On 09/06/2012 05:53 AM, Gao feng wrote:
> 于 2012年09月05日 20:42, Daniel P. Berrange 写道:
>> On Wed, Sep 05, 2012 at 05:41:40PM +0800, Gao feng wrote:
>>> Hi Daniel & Glauber
>>>
>>> 于 2012年07月31日 17:27, Daniel P. Berrange 写道:
>>>> Hi Gao,
>>>>
>>>> I'm wondering if you are planning to attend the Linux Plumbers Conference
>>>> in San Diego at the end of August ?  Glauber is going to be giving a talk
>>>> on precisely the subject of virtualizing /proc in containers which is
>>>> exactly what your patch is looking at
>>>>
>>>>   https://blueprints.launchpad.net/lpc/+spec/lpc2012-cont-proc
>>>>
>>>> I'll review your patches now, but I think I'd like to wait to hear what
>>>> Glauber talks about at LPC before we try to merge this support in libvirt,
>>>> so we have an broadly agreed long term strategy for /proc between all the
>>>> interested userspace & kernel guys.
>>>
>>> I did not attend the LPC,so can you tell me what's the situation of the
>>> /proc virtualization?
>>>
>>> I think maybe we should just apply this patchset first,and wait for somebody
>>> sending patches to implement /proc virtualization.
>>
>> So there were three main approaches discussed
>>
>>  1. FUSE based /proc + a real hidden /.proc.

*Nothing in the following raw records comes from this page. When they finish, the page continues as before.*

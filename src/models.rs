//! Core data models shared by the gateway, the HTTP surface and the client.
//!
//! Tickets live in the search engine's index; this crate never creates or
//! deletes them. Everything here is either a view of an indexed ticket or a
//! transient request/response payload.

use serde::{Deserialize, Serialize};
use serde_json::Value;
use std::borrow::Cow;
use std::collections::BTreeMap;
use std::fmt;

/// Status value the unresolved-only filter excludes.
pub const STATUS_RESOLVED: &str = "resolved";
/// Status value offered by the client for rejecting a ticket.
pub const STATUS_REJECTED: &str = "rejected";

/// Priority assigned to tickets indexed without one (low).
pub const DEFAULT_PRIORITY: i64 = 3;
/// Category assigned to tickets indexed without one.
pub const DEFAULT_CATEGORY: &str = "general";

/// A ticket document as stored in the engine's `_source`.
///
/// Every field is optional and kept as raw JSON: documents are shaped by an
/// external indexer, so a date may arrive as epoch millis and tags as an
/// array. One odd document must not fail the whole page.
#[derive(Debug, Clone, Default, PartialEq, Deserialize, Serialize)]
#[serde(default)]
pub struct Ticket {
    pub title: Option<Value>,
    pub description: Option<Value>,
    pub customer_email: Option<Value>,
    /// Usually a whitespace-delimited string; split only when rendering.
    pub tags: Option<Value>,
    pub status: Option<Value>,
    pub created_date: Option<Value>,
    pub priority: Option<Value>,
    pub category: Option<Value>,
}

/// Text for a raw field value: strings as-is, anything else as JSON.
pub fn display_value(value: &Value) -> Cow<'_, str> {
    match value {
        Value::String(s) => Cow::Borrowed(s.as_str()),
        other => Cow::Owned(other.to_string()),
    }
}

/// Priority ordering requested by the caller.
#[derive(Debug, Clone, Copy, PartialEq, Eq, Default, Serialize, Deserialize)]
pub enum SortOrder {
    #[default]
    #[serde(rename = "priority-high-to-low")]
    PriorityHighToLow,
    #[serde(rename = "priority-low-to-high")]
    PriorityLowToHigh,
}

impl SortOrder {
    pub fn as_str(&self) -> &'static str {
        match self {
            SortOrder::PriorityHighToLow => "priority-high-to-low",
            SortOrder::PriorityLowToHigh => "priority-low-to-high",
        }
    }

    /// Interpret the `sortOrder` query parameter.
    ///
    /// A missing parameter means high-to-low. Any value other than
    /// `priority-high-to-low` selects low-to-high.
    pub fn from_param(param: Option<&str>) -> Self {
        match param {
            None | Some("priority-high-to-low") => SortOrder::PriorityHighToLow,
            Some(_) => SortOrder::PriorityLowToHigh,
        }
    }
}

impl fmt::Display for SortOrder {
    fn fmt(&self, f: &mut fmt::Formatter<'_>) -> fmt::Result {
        f.write_str(self.as_str())
    }
}

impl std::str::FromStr for SortOrder {
    type Err = String;

    fn from_str(s: &str) -> Result<Self, Self::Err> {
        match s {
            "priority-high-to-low" | "high-to-low" => Ok(SortOrder::PriorityHighToLow),
            "priority-low-to-high" | "low-to-high" => Ok(SortOrder::PriorityLowToHigh),
            other => Err(format!(
                "unknown sort order '{}': use priority-high-to-low or priority-low-to-high",
                other
            )),
        }
    }
}

/// One search call's parameters.
#[derive(Debug, Clone, PartialEq)]
pub struct SearchRequest {
    pub query: String,
    pub filter_unresolved: bool,
    pub sort_order: SortOrder,
}

/// A ticket hit after shaping: source fields plus score and highlights.
///
/// Source fields other than `priority` pass through exactly as indexed.
#[derive(Debug, Clone, PartialEq, Serialize, Deserialize)]
pub struct SearchResult {
    #[serde(default, skip_serializing_if = "Option::is_none")]
    pub id: Option<String>,
    #[serde(default, skip_serializing_if = "Option::is_none")]
    pub title: Option<Value>,
    #[serde(default, skip_serializing_if = "Option::is_none")]
    pub description: Option<Value>,
    #[serde(default, skip_serializing_if = "Option::is_none")]
    pub customer_email: Option<Value>,
    #[serde(default, skip_serializing_if = "Option::is_none")]
    pub tags: Option<Value>,
    #[serde(default, skip_serializing_if = "Option::is_none")]
    pub status: Option<Value>,
    #[serde(default, skip_serializing_if = "Option::is_none")]
    pub created_date: Option<Value>,
    pub priority: i64,
    pub category: Value,
    #[serde(default)]
    pub score: Option<f64>,
    /// Field name → highlighted fragments (`<em>` marks the match).
    #[serde(default, skip_serializing_if = "Option::is_none")]
    pub highlights: Option<BTreeMap<String, Vec<String>>>,
}

fn as_text(field: &Option<Value>) -> Option<&str> {
    field.as_ref().and_then(Value::as_str)
}

impl SearchResult {
    /// Customer email, when indexed as a string.
    pub fn email(&self) -> Option<&str> {
        as_text(&self.customer_email)
    }

    /// Current status, when indexed as a string.
    pub fn status_text(&self) -> Option<&str> {
        as_text(&self.status)
    }

    /// Tags split on whitespace. An array of tags is taken element-wise.
    pub fn tag_list(&self) -> Vec<String> {
        match &self.tags {
            None | Some(Value::Null) => Vec::new(),
            Some(Value::String(s)) => s.split_whitespace().map(str::to_string).collect(),
            Some(Value::Array(items)) => items
                .iter()
                .filter(|v| !v.is_null())
                .map(|v| display_value(v).into_owned())
                .collect(),
            Some(other) => vec![other.to_string()],
        }
    }

    /// Highlighted fragments for `field`, if the engine produced any.
    pub fn highlight(&self, field: &str) -> Option<&[String]> {
        self.highlights
            .as_ref()
            .and_then(|h| h.get(field))
            .map(|v| v.as_slice())
            .filter(|v| !v.is_empty())
    }
}

/// Body of `GET /search`.
///
/// The two shapes are told apart by their keys: a success carries `total`,
/// a failure carries `error`.
#[derive(Debug, Clone, PartialEq, Serialize, Deserialize)]
#[serde(untagged)]
pub enum SearchResponse {
    Found {
        results: Vec<SearchResult>,
        total: u64,
        query: String,
        #[serde(rename = "filterUnresolved")]
        filter_unresolved: bool,
    },
    Failed {
        results: Vec<SearchResult>,
        error: String,
        #[serde(default, skip_serializing_if = "Option::is_none")]
        query: Option<String>,
    },
}

impl SearchResponse {
    pub fn results(&self) -> &[SearchResult] {
        match self {
            SearchResponse::Found { results, .. } | SearchResponse::Failed { results, .. } => {
                results
            }
        }
    }

    pub fn error(&self) -> Option<&str> {
        match self {
            SearchResponse::Found { .. } => None,
            SearchResponse::Failed { error, .. } => Some(error),
        }
    }
}

/// Body of `GET /ready`.
#[derive(Debug, Clone, Copy, PartialEq, Eq, Serialize, Deserialize)]
pub struct ReadyResponse {
    pub ready: bool,
}

/// Body of `POST /update-status`. Both fields are required but modelled as
/// optional so a missing one is reported as a validation error, not a
/// deserialization failure.
#[derive(Debug, Clone, Default, Serialize, Deserialize)]
pub struct UpdateStatusRequest {
    #[serde(default)]
    pub email: Option<String>,
    #[serde(default)]
    pub status: Option<String>,
}
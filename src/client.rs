//! Client side of the gateway: an HTTP client for its endpoints and the
//! readiness poll loop the client view runs before its first search.
//!
//! # Poll loop
//!
//! ```text
//!   tick ──▶ probe in flight? ──yes──▶ skip
//!                 │ no
//!                 ▼
//!          spawn probe ──▶ ready? ──yes──▶ PollOutcome::Ready
//!                              │ no / error
//!                              ▼
//!                         wait next tick        (shutdown ─▶ Cancelled)
//! ```
//!
//! Probes run on their own task so a slow gateway never delays the ticker,
//! and at most one probe is outstanding at any time.

use anyhow::{bail, Result};
use async_trait::async_trait;
use serde_json::{json, Value};
use std::sync::atomic::{AtomicU64, Ordering};
use std::sync::Arc;
use std::time::Duration;
use tokio::sync::{mpsc, watch};
use tokio::time::MissedTickBehavior;

use crate::config::ClientConfig;
use crate::models::{ReadyResponse, SearchRequest, SearchResponse};

/// HTTP client for a running gateway.
#[derive(Clone)]
pub struct GatewayClient {
    http: reqwest::Client,
    base_url: String,
}

impl GatewayClient {
    pub fn new(config: &ClientConfig) -> Result<Self> {
        let http = reqwest::Client::builder()
            .timeout(config.timeout())
            .build()?;
        Ok(Self {
            http,
            base_url: config.gateway_url.trim_end_matches('/').to_string(),
        })
    }

    pub fn base_url(&self) -> &str {
        &self.base_url
    }

    pub async fn search(&self, req: &SearchRequest) -> Result<SearchResponse> {
        let filter = if req.filter_unresolved { "true" } else { "false" };
        let resp = self
            .http
            .get(format!("{}/search", self.base_url))
            .query(&[
                ("q", req.query.as_str()),
                ("filterUnresolved", filter),
                ("sortOrder", req.sort_order.as_str()),
            ])
            .send()
            .await?;

        if !resp.status().is_success() {
            bail!("search request failed: HTTP {}", resp.status());
        }
        Ok(resp.json().await?)
    }

    pub async fn ready(&self) -> Result<bool> {
        let resp = self
            .http
            .get(format!("{}/ready", self.base_url))
            .send()
            .await?;

        if !resp.status().is_success() {
            bail!("ready request failed: HTTP {}", resp.status());
        }
        let body: ReadyResponse = resp.json().await?;
        Ok(body.ready)
    }

    /// Returns the indexer's response body, or an error carrying the
    /// gateway's `error` message.
    pub async fn update_status(&self, email: &str, status: &str) -> Result<Value> {
        let resp = self
            .http
            .post(format!("{}/update-status", self.base_url))
            .json(&json!({ "email": email, "status": status }))
            .send()
            .await?;

        let code = resp.status();
        let body: Value = resp.json().await.unwrap_or(Value::Null);
        if !code.is_success() {
            let msg = body
                .get("error")
                .and_then(|e| e.as_str())
                .unwrap_or("Failed to update status");
            bail!("{}", msg);
        }
        Ok(body)
    }
}

/// Something that can answer "is the system ready?".
#[async_trait]
pub trait ReadinessProbe: Send + Sync {
    async fn probe(&self) -> Result<bool>;
}

#[async_trait]
impl ReadinessProbe for GatewayClient {
    async fn probe(&self) -> Result<bool> {
        self.ready().await
    }
}

#[derive(Debug, Clone, Copy, PartialEq, Eq)]
pub enum PollOutcome {
    Ready,
    Cancelled,
}

/// Fixed-interval readiness poller that never overlaps probes.
pub struct ReadinessPoller {
    interval: Duration,
    probes: AtomicU64,
    skipped: AtomicU64,
}

impl ReadinessPoller {
    pub fn new(interval: Duration) -> Self {
        Self {
            interval,
            probes: AtomicU64::new(0),
            skipped: AtomicU64::new(0),
        }
    }

    /// Probes started so far.
    pub fn probes(&self) -> u64 {
        self.probes.load(Ordering::SeqCst)
    }

    /// Ticks skipped because a probe was still outstanding.
    pub fn skipped(&self) -> u64 {
        self.skipped.load(Ordering::SeqCst)
    }

    /// Poll until `probe` reports ready or `shutdown` flips to `true`.
    ///
    /// The first probe fires immediately. Probe errors count as not ready.
    pub async fn run<P>(&self, probe: Arc<P>, mut shutdown: watch::Receiver<bool>) -> PollOutcome
    where
        P: ReadinessProbe + ?Sized + 'static,
    {
        let (tx, mut rx) = mpsc::channel::<bool>(1);
        // Cleared only once the loop has consumed the probe's answer.
        let mut in_flight = false;
        let mut ticker = tokio::time::interval(self.interval);
        ticker.set_missed_tick_behavior(MissedTickBehavior::Skip);

        loop {
            if *shutdown.borrow() {
                return PollOutcome::Cancelled;
            }

            tokio::select! {
                biased;

                changed = shutdown.changed() => {
                    if changed.is_err() || *shutdown.borrow() {
                        return PollOutcome::Cancelled;
                    }
                }
                Some(ready) = rx.recv() => {
                    in_flight = false;
                    if ready {
                        return PollOutcome::Ready;
                    }
                }
                _ = ticker.tick() => {
                    if in_flight {
                        self.skipped.fetch_add(1, Ordering::SeqCst);
                        tracing::debug!("readiness probe still in flight, skipping tick");
                        continue;
                    }
                    in_flight = true;
                    self.probes.fetch_add(1, Ordering::SeqCst);

                    let probe = probe.clone();
                    let tx = tx.clone();
                    tokio::spawn(async move {
                        let ready = match probe.probe().await {
                            Ok(r) => r,
                            Err(e) => {
                                tracing::debug!(error = %e, "readiness probe failed");
                                false
                            }
                        };
                        let _ = tx.send(ready).await;
                    });
                }
            }
        }
    }
}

The FUSE /proc provides custom
>>     handling of various files like meminfo, otherwise forwards I/O requests
>>     through to the hidden /.proc files. This was the original proof of
>>     concept.
>>
>>  2. One FUSE filesystem for all containers + a real /proc. Bind mount files
>>     from the FUSE filesystem into the container's /proc. This is what Glauber
>>     has done.
>>
>>  3. One FUSE filesystem per container + a real /proc. Bind mount files from
>>     the FUSE filesystem into the container's /proc. This is what your patch
>>     is doing
>>
>> Options 2 & 3 have a clear a win over option 1 in efficiency terms, since
>> they avoid doubling the I/O required for the majority of files.
>>
>> Glaubar thinks it is perferrable to have a single FUSE filesystem that
>> has one sub-directory for each container. Then bind mount the appropriate
>> sub dir into each container.
>>
>> I kinda like the way you have done things, having a private FUSE filesystem
>> per container, for security reasons. By having the FUSE backend be part of
>> the libvirt_lxc process we have strictly isolated each containers' environment.
>>
>> If we wanted a single shared FUSE for all containers, we'd need to have some
>> single shared daemon to maintain it. This could not be libvirtd itself, since
>> we need the containers & their filesystems to continue to work when libvirtd
>> itself is not running. We could introduce a separate libvirt_fused which
>> provided a shared filesystem, but this still has the downside that any
>> flaw in its impl could provide a way for one container to attack another
>> container
> 
> Agree,if we choose the option 2,we have to organize the sub-directory for each
> container in fuse,it will make fuse filesystem complicated.
> 

So, according to Daniel Lezcano, that tried it once, FUSE is very fork
intensive, and having one mount per-container would lead to bad
performance. But I have to admit I have never measured it myself. I
would be curious to see any numbers for a large deployment, to see if
that complication is worth the gain.